Begitu menutup telepon aku langsung hubungi penjual tiket langganan. Alhamdulillah dapat seat penerbangan GA553 pukul 17.30 nanti. Masih tiga jam setengah lagi.
Aku lekas menghubungi orang kepercayaan di pabrik, sambil menuju toko kayu kami yang letaknya masih dalam kota. Mengarahkan mereka akan apa yang belum dan akan dilakukan, kemudian sisanya bisa aku pantau lewat telepon.
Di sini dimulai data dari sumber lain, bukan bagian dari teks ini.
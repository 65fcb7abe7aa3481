use thiserror::Error;

/// Everything that can go wrong turning source text into a binary image.
/// Every variant carries the 1-based source line it was raised from.
#[derive(Error, Debug, Clone, PartialEq, Eq)]
pub enum AssemblyError {
    #[error("line {line}: unknown mnemonic \"{mnemonic}\"")]
    UnknownMnemonic { line: usize, mnemonic: String },

    #[error("line {line}: unknown register \"{name}\"")]
    UnknownRegister { line: usize, name: String },

    #[error("line {line}: unknown label \"{label}\"")]
    UnknownLabel { line: usize, label: String },

    #[error("line {line}: label \"{label}\" is defined more than once")]
    DuplicateLabel { line: usize, label: String },

    #[error("line {line}: immediate {value} does not fit in {bits} bits")]
    ImmediateOutOfRange { line: usize, value: i64, bits: u32 },

    #[error("line {line}: malformed operand list: {detail}")]
    MalformedOperand { line: usize, detail: String },

    #[error("I/O error reading source: {0}")]
    IoError(String),
}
Keadaan Syifa lebih kuutamakan.
Tak lupa dua saudariku Widi dan Laras, kuminta bawa anak-anak nginap dan jaga rumah, menemani Denok. Hanya kami bertiga saudara yang tinggal sekota. Dua saudaraku lain di luar kota, juga ibu yang sudah sepuh tinggal bersama kakak tertua, jarak tempuh 5 jam dari sini.
Untuk masalah rumah tanggaku Ibu sama sekali tidak tahu sampai sekarang. Walau beberapa kali ke sana hanya sebatas melepas kangen dan ngobrol ringan. Ibu pernah stroke, dan kami sepakat membagi hal-hal yang menyenangkan saja padanya.
“Mama pergi dadakan?” Denok baru tahu karena ia tadi les, dan ini melihatku bersiap berangkat.
“Iya, kak Syifa butuh Mama, Nok. Gak apa kan sama tante Laras dan tante Wid dulu?”
Ia mengangguk patuh. Kuusap kepala yang selalu harum bunga itu, mengecup pucuknya sebelum berangkat. Pak Sam supir pabrik bersiap mengantar ke bandara.
“Kalau Kak April mau ke sini boleh gak, Ma?” Pertanyaannya menahan langkahku, aku berbalik menatapnya lekat.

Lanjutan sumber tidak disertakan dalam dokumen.